use std::collections::{HashMap, VecDeque};

use serde::Serialize;
use sluice_config::{GraphDef, InputValue, NodeDef, ParamType};

use crate::error::PacketError;

/// A node in the arena.
#[derive(Debug, Clone, PartialEq, Serialize)]
pub struct Node {
  pub id: String,
  pub kind: String,
  #[serde(skip_serializing_if = "Option::is_none")]
  pub label: Option<String>,
  pub inputs: HashMap<String, InputValue>,
  #[serde(skip_serializing_if = "HashMap::is_empty")]
  pub input_types: HashMap<String, ParamType>,
}

impl Node {
  /// The type an input expects: the pinned type if declared, otherwise the
  /// type of the authored literal. Edge-bound inputs have no literal type.
  pub fn expected_type(&self, input: &str) -> Option<ParamType> {
    if let Some(pinned) = self.input_types.get(input) {
      return Some(*pinned);
    }
    self
      .inputs
      .get(input)
      .and_then(InputValue::as_literal)
      .and_then(ParamType::of_value)
  }
}

/// A derived edge: output `output` of `from` feeds input `input` of `to`.
/// Endpoints are arena indexes.
#[derive(Debug, Clone, PartialEq, Eq)]
pub struct Edge {
  pub from: usize,
  pub output: u32,
  pub to: usize,
  pub input: String,
}

/// Graph stored as a dense node arena with id and label indexes.
#[derive(Debug, Clone, PartialEq)]
pub struct Graph {
  nodes: Vec<Node>,
  by_id: HashMap<String, usize>,
  by_label: HashMap<String, usize>,
  edges: Vec<Edge>,
  /// Arena indexes in dependency order.
  order: Vec<usize>,
}

impl Graph {
  /// Build and validate a graph from its definition.
  ///
  /// Checks, in order: unique ids, unique labels, link targets, authored
  /// defaults and acyclicity.
  pub fn from_def(def: GraphDef) -> Result<Self, PacketError> {
    let mut nodes = Vec::with_capacity(def.nodes.len());
    let mut by_id = HashMap::new();
    let mut by_label: HashMap<String, usize> = HashMap::new();

    for (index, node_def) in def.nodes.into_iter().enumerate() {
      let NodeDef {
        id,
        kind,
        label,
        inputs,
        input_types,
      } = node_def;

      if by_id.insert(id.clone(), index).is_some() {
        return Err(PacketError::DuplicateNodeId { node_id: id });
      }

      if let Some(label) = &label
        && let Some(&first) = by_label.get(label)
      {
        let first: &Node = &nodes[first];
        return Err(PacketError::DuplicateLabel {
          label: label.clone(),
          first: first.id.clone(),
          second: id,
        });
      }
      if let Some(label) = &label {
        by_label.insert(label.clone(), index);
      }

      nodes.push(Node {
        id,
        kind,
        label,
        inputs,
        input_types,
      });
    }

    let edges = Self::derive_edges(&nodes, &by_id)?;
    Self::check_defaults(&nodes)?;
    let order = Self::topological_order(nodes.len(), &edges).ok_or(PacketError::CycleDetected)?;

    Ok(Self {
      nodes,
      by_id,
      by_label,
      edges,
      order,
    })
  }

  /// Resolve every `$link` input into an edge.
  fn derive_edges(nodes: &[Node], by_id: &HashMap<String, usize>) -> Result<Vec<Edge>, PacketError> {
    let mut edges = Vec::new();
    for (to, node) in nodes.iter().enumerate() {
      for (input, value) in &node.inputs {
        if let Some(link) = value.as_link() {
          let from = by_id
            .get(&link.node)
            .copied()
            .ok_or_else(|| PacketError::UnknownLink {
              node_id: node.id.clone(),
              input: input.clone(),
              target: link.node.clone(),
            })?;
          edges.push(Edge {
            from,
            output: link.output,
            to,
            input: input.clone(),
          });
        }
      }
    }
    Ok(edges)
  }

  fn check_defaults(nodes: &[Node]) -> Result<(), PacketError> {
    for node in nodes {
      for (input, value) in &node.inputs {
        if matches!(value, InputValue::Literal(serde_json::Value::Null)) {
          return Err(PacketError::MissingDefault {
            node_id: node.id.clone(),
            input: input.clone(),
          });
        }
      }
    }
    Ok(())
  }

  /// Kahn's algorithm. Returns `None` when the edges contain a cycle.
  fn topological_order(node_count: usize, edges: &[Edge]) -> Option<Vec<usize>> {
    let mut in_degree = vec![0usize; node_count];
    let mut downstream: Vec<Vec<usize>> = vec![Vec::new(); node_count];
    for edge in edges {
      in_degree[edge.to] += 1;
      downstream[edge.from].push(edge.to);
    }

    let mut ready: VecDeque<usize> = (0..node_count).filter(|&i| in_degree[i] == 0).collect();
    let mut order = Vec::with_capacity(node_count);

    while let Some(index) = ready.pop_front() {
      order.push(index);
      for &next in &downstream[index] {
        in_degree[next] -= 1;
        if in_degree[next] == 0 {
          ready.push_back(next);
        }
      }
    }

    (order.len() == node_count).then_some(order)
  }

  pub fn nodes(&self) -> &[Node] {
    &self.nodes
  }

  pub fn node(&self, index: usize) -> Option<&Node> {
    self.nodes.get(index)
  }

  /// Get a node by its id.
  pub fn get_node(&self, node_id: &str) -> Option<&Node> {
    self.by_id.get(node_id).map(|&i| &self.nodes[i])
  }

  /// Arena index of the node carrying `label`, from the load-time index.
  pub fn index_of_label(&self, label: &str) -> Option<usize> {
    self.by_label.get(label).copied()
  }

  /// Every arena index whose node carries `label`, found by scanning the
  /// arena rather than trusting the index.
  pub fn nodes_with_label(&self, label: &str) -> Vec<usize> {
    self
      .nodes
      .iter()
      .enumerate()
      .filter(|(_, n)| n.label.as_deref() == Some(label))
      .map(|(i, _)| i)
      .collect()
  }

  pub fn edges(&self) -> &[Edge] {
    &self.edges
  }

  /// Node ids in dependency order (every node after the nodes it links to).
  pub fn execution_order(&self) -> Vec<&str> {
    self
      .order
      .iter()
      .map(|&i| self.nodes[i].id.as_str())
      .collect()
  }

  /// Upstream node ids for a given node.
  pub fn upstream(&self, node_id: &str) -> Vec<&str> {
    let Some(&index) = self.by_id.get(node_id) else {
      return Vec::new();
    };
    self
      .edges
      .iter()
      .filter(|e| e.to == index)
      .map(|e| self.nodes[e.from].id.as_str())
      .collect()
  }

  /// Replace a literal input on the node at `index`.
  ///
  /// Returns `false` (and leaves the graph untouched) if the node or input
  /// does not exist or the input is edge-bound.
  pub fn set_literal(&mut self, index: usize, input: &str, value: serde_json::Value) -> bool {
    let Some(slot) = self
      .nodes
      .get_mut(index)
      .and_then(|n| n.inputs.get_mut(input))
    else {
      return false;
    };
    if slot.as_link().is_some() {
      return false;
    }
    *slot = InputValue::Literal(value);
    true
  }

  /// Inputs whose value is missing (`null`). Empty for every loaded graph;
  /// kept as a check on materialized instances.
  pub fn missing_inputs(&self) -> Vec<(String, String)> {
    let mut missing = Vec::new();
    for node in &self.nodes {
      for (input, value) in &node.inputs {
        if matches!(value, InputValue::Literal(serde_json::Value::Null)) {
          missing.push((node.id.clone(), input.clone()));
        }
      }
    }
    missing
  }

  /// Back to the authored wire format, nodes in dependency order.
  pub fn to_def(&self) -> GraphDef {
    GraphDef {
      nodes: self
        .order
        .iter()
        .map(|&i| {
          let node = &self.nodes[i];
          NodeDef {
            id: node.id.clone(),
            kind: node.kind.clone(),
            label: node.label.clone(),
            inputs: node.inputs.clone(),
            input_types: node.input_types.clone(),
          }
        })
        .collect(),
    }
  }
}

#[cfg(test)]
mod tests {
  use super::*;
  use serde_json::json;

  fn graph(value: serde_json::Value) -> Result<Graph, PacketError> {
    Graph::from_def(serde_json::from_value(value).unwrap())
  }

  fn chain() -> serde_json::Value {
    json!({
      "nodes": [
        { "id": "save", "kind": "Save", "inputs": { "images": { "$link": { "node": "sample" } } } },
        { "id": "load", "kind": "LoadModel", "inputs": { "ckpt": "base" } },
        { "id": "sample", "kind": "Sampler", "label": "seed_input",
          "inputs": { "seed": 0, "model": { "$link": { "node": "load", "output": 0 } } } }
      ]
    })
  }

  #[test]
  fn test_builds_label_index_and_edges() {
    let graph = graph(chain()).unwrap();

    assert_eq!(graph.nodes().len(), 3);
    assert_eq!(graph.edges().len(), 2);
    let index = graph.index_of_label("seed_input").unwrap();
    assert_eq!(graph.node(index).unwrap().id, "sample");
    assert_eq!(graph.nodes_with_label("seed_input"), vec![index]);
    assert_eq!(graph.upstream("sample"), vec!["load"]);
  }

  #[test]
  fn test_execution_order_respects_links() {
    let graph = graph(chain()).unwrap();
    assert_eq!(graph.execution_order(), vec!["load", "sample", "save"]);
  }

  #[test]
  fn test_duplicate_node_id() {
    let result = graph(json!({
      "nodes": [
        { "id": "a", "kind": "K" },
        { "id": "a", "kind": "K" }
      ]
    }));
    assert!(matches!(result, Err(PacketError::DuplicateNodeId { .. })));
  }

  #[test]
  fn test_duplicate_label() {
    let result = graph(json!({
      "nodes": [
        { "id": "a", "kind": "K", "label": "x" },
        { "id": "b", "kind": "K", "label": "x" }
      ]
    }));
    assert!(matches!(
      result,
      Err(PacketError::DuplicateLabel { first, second, .. }) if first == "a" && second == "b"
    ));
  }

  #[test]
  fn test_unknown_link() {
    let result = graph(json!({
      "nodes": [
        { "id": "a", "kind": "K", "inputs": { "x": { "$link": { "node": "ghost" } } } }
      ]
    }));
    assert!(matches!(result, Err(PacketError::UnknownLink { .. })));
  }

  #[test]
  fn test_cycle() {
    let result = graph(json!({
      "nodes": [
        { "id": "a", "kind": "K", "inputs": { "x": { "$link": { "node": "b" } } } },
        { "id": "b", "kind": "K", "inputs": { "x": { "$link": { "node": "a" } } } }
      ]
    }));
    assert!(matches!(result, Err(PacketError::CycleDetected)));
  }

  #[test]
  fn test_null_literal_has_no_default() {
    let result = graph(json!({
      "nodes": [ { "id": "a", "kind": "K", "inputs": { "prompt": null } } ]
    }));
    assert!(matches!(result, Err(PacketError::MissingDefault { .. })));
  }

  #[test]
  fn test_expected_type_prefers_pinned() {
    let graph = graph(json!({
      "nodes": [ { "id": "a", "kind": "K", "inputs": { "cfg": 7, "steps": 20 },
                   "input_types": { "cfg": "number" } } ]
    }))
    .unwrap();
    let node = graph.get_node("a").unwrap();
    assert_eq!(node.expected_type("cfg"), Some(ParamType::Number));
    assert_eq!(node.expected_type("steps"), Some(ParamType::Integer));
    assert_eq!(node.expected_type("missing"), None);
  }

  #[test]
  fn test_set_literal_refuses_links() {
    let mut graph = graph(chain()).unwrap();
    let index = graph.index_of_label("seed_input").unwrap();

    assert!(graph.set_literal(index, "seed", json!(42)));
    assert!(!graph.set_literal(index, "model", json!("x")));
    assert!(!graph.set_literal(index, "missing", json!(1)));
    assert_eq!(
      graph.node(index).unwrap().inputs["seed"].as_literal(),
      Some(&json!(42))
    );
  }

  #[test]
  fn test_to_def_round_trips() {
    let graph = graph(chain()).unwrap();
    let rebuilt = Graph::from_def(graph.to_def()).unwrap();
    assert_eq!(rebuilt.execution_order(), graph.execution_order());
    assert!(rebuilt.missing_inputs().is_empty());
  }
}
------------------------------------------------------------
• _Aim of the task_
The expected result is a copy of each line in the records where "filter" appears.

• _Solution to this problem_
    let mut ready: VecDeque<usize> = (0..node_count).filter(|&i| in_degree[i] == 0).collect();
      .filter(|(_, n)| n.label.as_deref() == Some(label))
      .filter(|e| e.to == index)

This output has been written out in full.